What to produce >> Every record below needs to be retyped exactly as it appears.

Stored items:

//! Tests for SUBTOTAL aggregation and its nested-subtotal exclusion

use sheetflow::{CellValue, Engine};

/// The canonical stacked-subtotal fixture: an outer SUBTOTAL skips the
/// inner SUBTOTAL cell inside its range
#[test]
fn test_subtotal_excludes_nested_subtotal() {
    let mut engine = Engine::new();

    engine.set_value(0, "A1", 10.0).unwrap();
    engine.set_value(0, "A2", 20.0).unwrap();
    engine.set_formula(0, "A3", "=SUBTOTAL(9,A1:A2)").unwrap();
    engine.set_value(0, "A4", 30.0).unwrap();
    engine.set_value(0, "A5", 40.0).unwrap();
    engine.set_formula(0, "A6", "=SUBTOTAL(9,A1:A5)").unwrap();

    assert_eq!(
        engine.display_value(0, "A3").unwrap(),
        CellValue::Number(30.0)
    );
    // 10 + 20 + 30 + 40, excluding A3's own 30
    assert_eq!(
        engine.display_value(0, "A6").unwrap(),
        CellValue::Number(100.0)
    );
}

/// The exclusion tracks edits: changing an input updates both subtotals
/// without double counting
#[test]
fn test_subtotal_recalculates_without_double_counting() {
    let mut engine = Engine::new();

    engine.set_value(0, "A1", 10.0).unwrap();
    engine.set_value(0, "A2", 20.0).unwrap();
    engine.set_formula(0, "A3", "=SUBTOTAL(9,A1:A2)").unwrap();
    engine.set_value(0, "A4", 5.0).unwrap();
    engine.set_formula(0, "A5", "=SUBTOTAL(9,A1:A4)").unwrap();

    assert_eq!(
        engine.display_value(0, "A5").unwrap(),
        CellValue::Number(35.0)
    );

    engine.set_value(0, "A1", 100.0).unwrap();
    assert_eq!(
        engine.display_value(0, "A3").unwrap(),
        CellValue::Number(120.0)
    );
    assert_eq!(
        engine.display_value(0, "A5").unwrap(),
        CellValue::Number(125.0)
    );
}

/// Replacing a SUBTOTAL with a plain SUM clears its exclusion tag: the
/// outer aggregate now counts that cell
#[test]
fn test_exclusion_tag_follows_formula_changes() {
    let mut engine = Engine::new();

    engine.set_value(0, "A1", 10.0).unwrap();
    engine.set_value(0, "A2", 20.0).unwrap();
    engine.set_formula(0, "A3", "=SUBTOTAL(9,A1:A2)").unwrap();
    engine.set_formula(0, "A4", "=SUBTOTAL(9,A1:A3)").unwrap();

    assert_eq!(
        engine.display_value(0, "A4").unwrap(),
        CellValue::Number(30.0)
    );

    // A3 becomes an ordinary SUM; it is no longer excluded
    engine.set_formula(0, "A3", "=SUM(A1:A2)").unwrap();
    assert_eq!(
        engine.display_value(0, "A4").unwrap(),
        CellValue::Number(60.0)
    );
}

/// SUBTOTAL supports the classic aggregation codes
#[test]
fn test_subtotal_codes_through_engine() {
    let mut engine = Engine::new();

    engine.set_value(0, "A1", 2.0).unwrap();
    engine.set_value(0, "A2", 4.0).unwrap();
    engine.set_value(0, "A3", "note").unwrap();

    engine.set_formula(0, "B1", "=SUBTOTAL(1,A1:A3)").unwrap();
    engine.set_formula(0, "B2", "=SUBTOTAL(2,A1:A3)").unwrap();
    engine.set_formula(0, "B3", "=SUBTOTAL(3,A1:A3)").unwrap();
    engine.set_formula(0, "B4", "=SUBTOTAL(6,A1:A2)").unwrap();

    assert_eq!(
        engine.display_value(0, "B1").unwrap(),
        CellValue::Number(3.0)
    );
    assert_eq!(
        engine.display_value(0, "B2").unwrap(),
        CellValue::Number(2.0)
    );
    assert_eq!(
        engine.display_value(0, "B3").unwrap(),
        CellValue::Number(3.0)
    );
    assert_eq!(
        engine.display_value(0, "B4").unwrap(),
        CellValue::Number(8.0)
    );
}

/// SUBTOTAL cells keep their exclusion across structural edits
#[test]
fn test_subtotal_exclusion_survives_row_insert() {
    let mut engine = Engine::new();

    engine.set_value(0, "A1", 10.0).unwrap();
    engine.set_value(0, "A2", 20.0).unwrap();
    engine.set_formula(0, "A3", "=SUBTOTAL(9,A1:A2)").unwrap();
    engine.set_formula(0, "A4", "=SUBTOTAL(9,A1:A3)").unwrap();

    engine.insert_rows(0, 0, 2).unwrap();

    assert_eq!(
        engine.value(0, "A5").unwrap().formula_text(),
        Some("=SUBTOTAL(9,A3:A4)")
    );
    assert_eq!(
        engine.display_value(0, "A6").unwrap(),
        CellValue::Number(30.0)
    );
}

Result of the task >>
//! Tests for SUBTOTAL aggregation and its nested-subtotal exclusion

use sheetflow::{CellValue, Engine};

/// The canonical stacked-subtotal fixture: an outer SUBTOTAL skips the
/// inner SUBTOTAL cell inside its range
#[test]
fn test_subtotal_excludes_nested_subtotal() {
    let mut engine = Engine::new();

    engine.set_value(0, "A1", 10.0).unwrap();
    engine.set_value(0, "A2", 20.0).unwrap();
    engine.set_formula(0, "A3", "=SUBTOTAL(9,A1:A2)").unwrap();
    engine.set_value(0, "A4", 30.0).unwrap();
    engine.set_value(0, "A5", 40.0).unwrap();
    engine.set_formula(0, "A6", "=SUBTOTAL(9,A1:A5)").unwrap();

    assert_eq!(
        engine.display_value(0, "A3").unwrap(),
        CellValue::Number(30.0)
    );
    // 10 + 20 + 30 + 40, excluding A3's own 30
    assert_eq!(
        engine.display_value(0, "A6").unwrap(),
        CellValue::Number(100.0)
    );
}

/// The exclusion tracks edits: changing an input updates both subtotals
/// without double counting
#[test]
fn test_subtotal_recalculates_without_double_counting() {
    let mut engine = Engine::new();

    engine.set_value(0, "A1", 10.0).unwrap();
    engine.set_value(0, "A2", 20.0).unwrap();
    engine.set_formula(0, "A3", "=SUBTOTAL(9,A1:A2)").unwrap();
    engine.set_value(0, "A4", 5.0).unwrap();
    engine.set_formula(0, "A5", "=SUBTOTAL(9,A1:A4)").unwrap();

    assert_eq!(
        engine.display_value(0, "A5").unwrap(),
        CellValue::Number(35.0)
    );

    engine.set_value(0, "A1", 100.0).unwrap();
    assert_eq!(
        engine.display_value(0, "A3").unwrap(),
        CellValue::Number(120.0)
    );
    assert_eq!(
        engine.display_value(0, "A5").unwrap(),
        CellValue::Number(125.0)
    );
}

/// Replacing a SUBTOTAL with a plain SUM clears its exclusion tag: the
/// outer aggregate now counts that cell
#[test]
fn test_exclusion_tag_follows_formula_changes() {
    let mut engine = Engine::new();

    engine.set_value(0, "A1", 10.0).unwrap();
    engine.set_value(0, "A2", 20.0).unwrap();
    engine.set_formula(0, "A3", "=SUBTOTAL(9,A1:A2)").unwrap();
    engine.set_formula(0, "A4", "=SUBTOTAL(9,A1:A3)").unwrap();

    assert_eq!(
        engine.display_value(0, "A4").unwrap(),
        CellValue::Number(30.0)
    );

    // A3 becomes an ordinary SUM; it is no longer excluded
    engine.set_formula(0, "A3", "=SUM(A1:A2)").unwrap();
    assert_eq!(
        engine.display_value(0, "A4").unwrap(),
        CellValue::Number(60.0)
    );
}

/// SUBTOTAL supports the classic aggregation codes
#[test]
fn test_subtotal_codes_through_engine() {
    let mut engine = Engine::new();

    engine.set_value(0, "A1", 2.0).unwrap();
    engine.set_value(0, "A2", 4.0).unwrap();
    engine.set_value(0, "A3", "note").unwrap();

    engine.set_formula(0, "B1", "=SUBTOTAL(1,A1:A3)").unwrap();
    engine.set_formula(0, "B2", "=SUBTOTAL(2,A1:A3)").unwrap();
    engine.set_formula(0, "B3", "=SUBTOTAL(3,A1:A3)").unwrap();
    engine.set_formula(0, "B4", "=SUBTOTAL(6,A1:A2)").unwrap();

    assert_eq!(
        engine.display_value(0, "B1").unwrap(),
        CellValue::Number(3.0)
    );
    assert_eq!(
        engine.display_value(0, "B2").unwrap(),
        CellValue::Number(2.0)
    );
    assert_eq!(
        engine.display_value(0, "B3").unwrap(),
        CellValue::Number(3.0)
    );
    assert_eq!(
        engine.display_value(0, "B4").unwrap(),
        CellValue::Number(8.0)
    );
}

/// SUBTOTAL cells keep their exclusion across structural edits
#[test]
fn test_subtotal_exclusion_survives_row_insert() {
    let mut engine = Engine::new();

    engine.set_value(0, "A1", 10.0).unwrap();
    engine.set_value(0, "A2", 20.0).unwrap();
    engine.set_formula(0, "A3", "=SUBTOTAL(9,A1:A2)").unwrap();
    engine.set_formula(0, "A4", "=SUBTOTAL(9,A1:A3)").unwrap();

    engine.insert_rows(0, 0, 2).unwrap();

    assert_eq!(
        engine.value(0, "A5").unwrap().formula_text(),
        Some("=SUBTOTAL(9,A3:A4)")
    );
    assert_eq!(
        engine.display_value(0, "A6").unwrap(),
        CellValue::Number(30.0)
    );
}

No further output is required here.